**What the task requires:**
Pick every line out of the entries below that holds the string "contains", and report them.

(Saved entries)
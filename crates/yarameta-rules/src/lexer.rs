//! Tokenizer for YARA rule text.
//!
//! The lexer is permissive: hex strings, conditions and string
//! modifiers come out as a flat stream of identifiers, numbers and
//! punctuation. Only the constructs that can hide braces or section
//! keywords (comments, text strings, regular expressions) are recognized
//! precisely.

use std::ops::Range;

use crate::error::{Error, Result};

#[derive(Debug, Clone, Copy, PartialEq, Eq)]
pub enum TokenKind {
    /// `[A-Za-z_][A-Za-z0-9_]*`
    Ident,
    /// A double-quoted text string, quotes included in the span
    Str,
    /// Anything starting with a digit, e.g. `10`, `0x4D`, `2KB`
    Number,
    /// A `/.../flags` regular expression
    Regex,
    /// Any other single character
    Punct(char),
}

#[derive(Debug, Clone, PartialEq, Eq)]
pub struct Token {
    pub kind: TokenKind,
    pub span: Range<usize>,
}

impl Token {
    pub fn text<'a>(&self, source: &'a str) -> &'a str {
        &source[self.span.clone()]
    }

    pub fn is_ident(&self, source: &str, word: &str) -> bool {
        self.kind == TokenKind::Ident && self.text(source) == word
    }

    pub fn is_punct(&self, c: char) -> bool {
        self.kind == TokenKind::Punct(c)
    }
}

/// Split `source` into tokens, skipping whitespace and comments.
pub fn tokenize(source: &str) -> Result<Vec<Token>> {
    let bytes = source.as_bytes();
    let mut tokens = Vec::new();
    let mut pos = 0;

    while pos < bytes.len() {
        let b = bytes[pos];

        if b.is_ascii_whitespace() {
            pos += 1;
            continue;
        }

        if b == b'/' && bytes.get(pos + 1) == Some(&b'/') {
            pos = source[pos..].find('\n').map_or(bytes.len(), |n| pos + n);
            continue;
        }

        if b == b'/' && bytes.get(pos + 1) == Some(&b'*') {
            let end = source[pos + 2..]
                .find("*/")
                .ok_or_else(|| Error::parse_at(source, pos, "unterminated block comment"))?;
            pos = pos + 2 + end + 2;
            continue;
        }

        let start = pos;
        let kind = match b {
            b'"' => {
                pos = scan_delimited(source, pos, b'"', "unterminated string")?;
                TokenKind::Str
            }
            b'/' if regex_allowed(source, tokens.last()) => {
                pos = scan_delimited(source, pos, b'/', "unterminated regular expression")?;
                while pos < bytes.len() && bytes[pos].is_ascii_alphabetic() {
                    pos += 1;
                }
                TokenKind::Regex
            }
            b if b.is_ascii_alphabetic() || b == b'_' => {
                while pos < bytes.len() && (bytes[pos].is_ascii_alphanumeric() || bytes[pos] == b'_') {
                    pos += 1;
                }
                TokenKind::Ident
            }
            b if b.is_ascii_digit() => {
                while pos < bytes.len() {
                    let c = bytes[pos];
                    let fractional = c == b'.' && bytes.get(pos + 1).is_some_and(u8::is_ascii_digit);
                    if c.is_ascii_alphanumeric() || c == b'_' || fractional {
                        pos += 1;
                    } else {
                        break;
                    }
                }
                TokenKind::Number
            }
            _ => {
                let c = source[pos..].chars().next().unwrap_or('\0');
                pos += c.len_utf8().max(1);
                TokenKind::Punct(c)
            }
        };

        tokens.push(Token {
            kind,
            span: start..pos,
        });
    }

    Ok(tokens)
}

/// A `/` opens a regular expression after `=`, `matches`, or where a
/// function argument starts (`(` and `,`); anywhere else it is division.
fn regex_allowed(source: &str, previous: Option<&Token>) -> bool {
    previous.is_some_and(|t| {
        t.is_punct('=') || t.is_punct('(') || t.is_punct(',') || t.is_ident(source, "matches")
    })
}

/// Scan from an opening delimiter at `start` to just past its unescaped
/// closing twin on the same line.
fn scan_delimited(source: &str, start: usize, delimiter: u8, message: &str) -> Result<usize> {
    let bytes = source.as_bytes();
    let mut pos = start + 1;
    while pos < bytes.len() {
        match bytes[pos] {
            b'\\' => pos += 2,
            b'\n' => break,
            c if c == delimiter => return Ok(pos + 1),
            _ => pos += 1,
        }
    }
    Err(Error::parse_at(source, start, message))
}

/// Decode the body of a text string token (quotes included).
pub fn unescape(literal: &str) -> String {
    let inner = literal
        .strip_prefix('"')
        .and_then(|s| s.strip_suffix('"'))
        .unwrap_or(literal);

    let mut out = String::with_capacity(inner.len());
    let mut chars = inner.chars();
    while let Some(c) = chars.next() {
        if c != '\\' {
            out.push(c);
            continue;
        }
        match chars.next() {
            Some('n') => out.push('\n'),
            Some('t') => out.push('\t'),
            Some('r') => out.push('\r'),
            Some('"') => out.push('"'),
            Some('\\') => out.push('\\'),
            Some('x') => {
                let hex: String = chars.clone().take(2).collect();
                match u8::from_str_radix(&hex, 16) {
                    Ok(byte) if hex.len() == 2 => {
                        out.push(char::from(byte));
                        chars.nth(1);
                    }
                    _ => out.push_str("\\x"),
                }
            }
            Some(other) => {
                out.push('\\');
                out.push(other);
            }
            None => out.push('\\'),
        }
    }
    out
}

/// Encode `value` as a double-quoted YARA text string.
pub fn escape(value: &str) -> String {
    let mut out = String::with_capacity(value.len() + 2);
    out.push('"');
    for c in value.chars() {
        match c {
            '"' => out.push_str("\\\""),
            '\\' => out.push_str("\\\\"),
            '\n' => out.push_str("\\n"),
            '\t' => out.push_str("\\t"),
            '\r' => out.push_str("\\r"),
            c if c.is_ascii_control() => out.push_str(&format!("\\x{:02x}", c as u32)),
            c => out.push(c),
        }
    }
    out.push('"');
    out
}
==
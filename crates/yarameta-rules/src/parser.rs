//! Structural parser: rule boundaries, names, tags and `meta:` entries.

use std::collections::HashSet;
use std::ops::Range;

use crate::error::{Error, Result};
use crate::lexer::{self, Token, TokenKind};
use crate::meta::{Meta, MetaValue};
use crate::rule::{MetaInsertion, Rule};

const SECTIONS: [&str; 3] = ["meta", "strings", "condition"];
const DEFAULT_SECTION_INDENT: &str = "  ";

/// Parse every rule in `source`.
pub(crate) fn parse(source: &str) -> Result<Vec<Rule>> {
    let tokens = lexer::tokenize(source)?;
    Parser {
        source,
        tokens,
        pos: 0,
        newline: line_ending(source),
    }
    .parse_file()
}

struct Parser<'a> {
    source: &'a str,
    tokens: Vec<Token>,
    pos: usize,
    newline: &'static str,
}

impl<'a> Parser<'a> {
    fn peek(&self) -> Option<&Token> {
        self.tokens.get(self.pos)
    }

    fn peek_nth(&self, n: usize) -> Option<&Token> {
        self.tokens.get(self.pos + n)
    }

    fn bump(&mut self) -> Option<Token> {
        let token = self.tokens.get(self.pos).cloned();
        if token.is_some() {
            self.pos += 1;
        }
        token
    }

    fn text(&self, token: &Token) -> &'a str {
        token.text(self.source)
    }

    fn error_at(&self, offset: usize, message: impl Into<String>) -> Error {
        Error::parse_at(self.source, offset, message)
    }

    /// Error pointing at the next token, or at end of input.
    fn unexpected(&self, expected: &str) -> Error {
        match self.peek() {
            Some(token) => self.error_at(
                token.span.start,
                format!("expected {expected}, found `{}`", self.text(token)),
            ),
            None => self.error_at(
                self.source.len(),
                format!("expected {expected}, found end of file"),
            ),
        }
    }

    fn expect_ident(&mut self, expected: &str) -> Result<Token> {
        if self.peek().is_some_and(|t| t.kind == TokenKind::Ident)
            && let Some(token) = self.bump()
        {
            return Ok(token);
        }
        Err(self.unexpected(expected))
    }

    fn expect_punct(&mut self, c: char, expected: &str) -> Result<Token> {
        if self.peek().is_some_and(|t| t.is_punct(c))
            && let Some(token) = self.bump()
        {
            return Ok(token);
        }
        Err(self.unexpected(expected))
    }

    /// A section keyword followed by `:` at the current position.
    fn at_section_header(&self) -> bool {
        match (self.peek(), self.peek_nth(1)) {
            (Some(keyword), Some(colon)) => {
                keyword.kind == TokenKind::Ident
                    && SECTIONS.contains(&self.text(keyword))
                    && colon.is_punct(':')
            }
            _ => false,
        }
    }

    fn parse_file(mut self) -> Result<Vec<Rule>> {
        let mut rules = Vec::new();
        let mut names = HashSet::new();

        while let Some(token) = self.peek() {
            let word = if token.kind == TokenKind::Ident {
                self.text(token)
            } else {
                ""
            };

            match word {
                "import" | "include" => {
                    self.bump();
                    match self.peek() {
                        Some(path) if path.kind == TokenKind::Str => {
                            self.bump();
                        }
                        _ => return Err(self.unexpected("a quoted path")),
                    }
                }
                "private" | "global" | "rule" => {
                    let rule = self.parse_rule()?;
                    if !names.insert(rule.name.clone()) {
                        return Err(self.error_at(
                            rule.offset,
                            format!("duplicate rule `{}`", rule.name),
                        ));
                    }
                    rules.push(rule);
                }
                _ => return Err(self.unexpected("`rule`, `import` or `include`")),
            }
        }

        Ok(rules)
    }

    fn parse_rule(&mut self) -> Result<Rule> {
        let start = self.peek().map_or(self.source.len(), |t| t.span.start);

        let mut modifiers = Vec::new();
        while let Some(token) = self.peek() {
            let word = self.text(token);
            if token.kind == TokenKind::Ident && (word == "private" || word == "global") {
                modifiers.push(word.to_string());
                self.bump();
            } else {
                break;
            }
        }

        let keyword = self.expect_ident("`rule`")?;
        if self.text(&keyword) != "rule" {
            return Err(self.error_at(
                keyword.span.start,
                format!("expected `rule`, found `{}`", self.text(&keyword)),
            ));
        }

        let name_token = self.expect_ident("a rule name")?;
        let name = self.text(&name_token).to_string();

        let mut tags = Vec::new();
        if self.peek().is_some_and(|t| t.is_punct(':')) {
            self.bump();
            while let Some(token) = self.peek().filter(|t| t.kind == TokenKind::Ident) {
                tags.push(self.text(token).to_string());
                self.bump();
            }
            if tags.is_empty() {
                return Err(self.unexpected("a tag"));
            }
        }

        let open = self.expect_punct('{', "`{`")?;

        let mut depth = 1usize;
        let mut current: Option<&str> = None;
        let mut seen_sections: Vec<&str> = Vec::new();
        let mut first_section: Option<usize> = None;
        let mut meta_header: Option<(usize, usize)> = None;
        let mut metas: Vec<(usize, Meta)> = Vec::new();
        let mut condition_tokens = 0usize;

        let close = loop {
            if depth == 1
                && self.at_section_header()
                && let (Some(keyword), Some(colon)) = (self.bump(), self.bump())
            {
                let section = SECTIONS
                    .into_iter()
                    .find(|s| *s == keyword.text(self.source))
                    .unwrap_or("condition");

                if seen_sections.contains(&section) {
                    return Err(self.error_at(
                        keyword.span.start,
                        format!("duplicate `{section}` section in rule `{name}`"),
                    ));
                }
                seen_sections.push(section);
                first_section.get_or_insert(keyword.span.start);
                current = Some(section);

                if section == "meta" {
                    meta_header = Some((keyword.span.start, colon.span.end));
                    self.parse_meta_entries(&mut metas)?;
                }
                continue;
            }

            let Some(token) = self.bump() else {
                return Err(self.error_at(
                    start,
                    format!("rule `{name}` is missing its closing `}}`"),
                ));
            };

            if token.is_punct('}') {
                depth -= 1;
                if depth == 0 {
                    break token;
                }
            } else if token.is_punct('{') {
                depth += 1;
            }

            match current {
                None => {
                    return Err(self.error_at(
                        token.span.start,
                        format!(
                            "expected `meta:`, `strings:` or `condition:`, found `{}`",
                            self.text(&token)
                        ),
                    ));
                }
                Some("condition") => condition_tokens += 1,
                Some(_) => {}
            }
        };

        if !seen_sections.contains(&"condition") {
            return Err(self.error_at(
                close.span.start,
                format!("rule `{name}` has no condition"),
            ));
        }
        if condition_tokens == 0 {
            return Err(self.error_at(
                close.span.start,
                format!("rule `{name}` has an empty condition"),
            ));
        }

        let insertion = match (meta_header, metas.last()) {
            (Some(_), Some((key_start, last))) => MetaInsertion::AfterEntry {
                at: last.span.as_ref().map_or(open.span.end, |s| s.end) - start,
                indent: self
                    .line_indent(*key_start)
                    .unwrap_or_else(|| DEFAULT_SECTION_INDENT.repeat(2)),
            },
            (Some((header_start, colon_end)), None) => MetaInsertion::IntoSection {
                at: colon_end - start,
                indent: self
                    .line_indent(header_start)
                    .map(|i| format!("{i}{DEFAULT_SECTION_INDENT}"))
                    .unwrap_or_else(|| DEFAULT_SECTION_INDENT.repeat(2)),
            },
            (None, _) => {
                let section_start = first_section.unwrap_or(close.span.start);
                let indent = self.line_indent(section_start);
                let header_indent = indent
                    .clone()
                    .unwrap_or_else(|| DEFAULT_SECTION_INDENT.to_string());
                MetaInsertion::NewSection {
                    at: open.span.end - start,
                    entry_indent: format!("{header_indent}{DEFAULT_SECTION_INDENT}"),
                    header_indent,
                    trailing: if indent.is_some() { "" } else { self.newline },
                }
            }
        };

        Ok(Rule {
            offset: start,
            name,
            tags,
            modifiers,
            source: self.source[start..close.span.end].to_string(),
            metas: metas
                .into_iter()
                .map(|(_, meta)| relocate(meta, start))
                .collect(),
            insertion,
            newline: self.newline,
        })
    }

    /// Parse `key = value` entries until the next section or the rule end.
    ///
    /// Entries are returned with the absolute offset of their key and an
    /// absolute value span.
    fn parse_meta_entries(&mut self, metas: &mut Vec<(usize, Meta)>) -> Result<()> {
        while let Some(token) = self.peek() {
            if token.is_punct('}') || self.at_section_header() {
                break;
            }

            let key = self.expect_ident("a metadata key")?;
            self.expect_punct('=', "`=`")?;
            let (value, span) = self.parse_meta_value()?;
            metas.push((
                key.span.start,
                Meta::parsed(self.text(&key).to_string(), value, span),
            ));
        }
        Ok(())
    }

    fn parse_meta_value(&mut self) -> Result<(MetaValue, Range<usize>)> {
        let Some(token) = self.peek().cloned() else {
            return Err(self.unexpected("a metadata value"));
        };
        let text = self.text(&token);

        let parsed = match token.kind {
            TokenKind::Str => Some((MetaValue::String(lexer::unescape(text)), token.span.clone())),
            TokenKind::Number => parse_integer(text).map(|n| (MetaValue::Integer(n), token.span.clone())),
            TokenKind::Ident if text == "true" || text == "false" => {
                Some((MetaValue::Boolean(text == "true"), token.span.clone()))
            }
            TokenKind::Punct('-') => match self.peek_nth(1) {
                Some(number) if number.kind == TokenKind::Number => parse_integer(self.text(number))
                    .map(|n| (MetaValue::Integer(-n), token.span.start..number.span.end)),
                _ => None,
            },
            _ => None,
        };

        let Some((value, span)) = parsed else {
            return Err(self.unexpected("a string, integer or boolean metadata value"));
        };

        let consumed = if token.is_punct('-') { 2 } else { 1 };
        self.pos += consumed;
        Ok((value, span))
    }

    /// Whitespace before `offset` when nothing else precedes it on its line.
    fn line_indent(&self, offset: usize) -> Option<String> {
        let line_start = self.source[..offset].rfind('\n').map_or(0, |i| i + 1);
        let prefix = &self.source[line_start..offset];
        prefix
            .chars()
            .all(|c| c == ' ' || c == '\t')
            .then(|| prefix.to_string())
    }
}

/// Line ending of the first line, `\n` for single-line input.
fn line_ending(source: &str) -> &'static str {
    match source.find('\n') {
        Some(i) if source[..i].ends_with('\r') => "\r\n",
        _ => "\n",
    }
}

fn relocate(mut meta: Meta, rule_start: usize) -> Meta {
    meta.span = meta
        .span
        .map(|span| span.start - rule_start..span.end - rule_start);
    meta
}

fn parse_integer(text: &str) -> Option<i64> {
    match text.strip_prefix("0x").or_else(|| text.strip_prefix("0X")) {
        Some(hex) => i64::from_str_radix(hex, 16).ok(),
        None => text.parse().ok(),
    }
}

**Response box:**
                    && SECTIONS.contains(&self.text(keyword))
                if seen_sections.contains(&section) {
        if !seen_sections.contains(&"condition") {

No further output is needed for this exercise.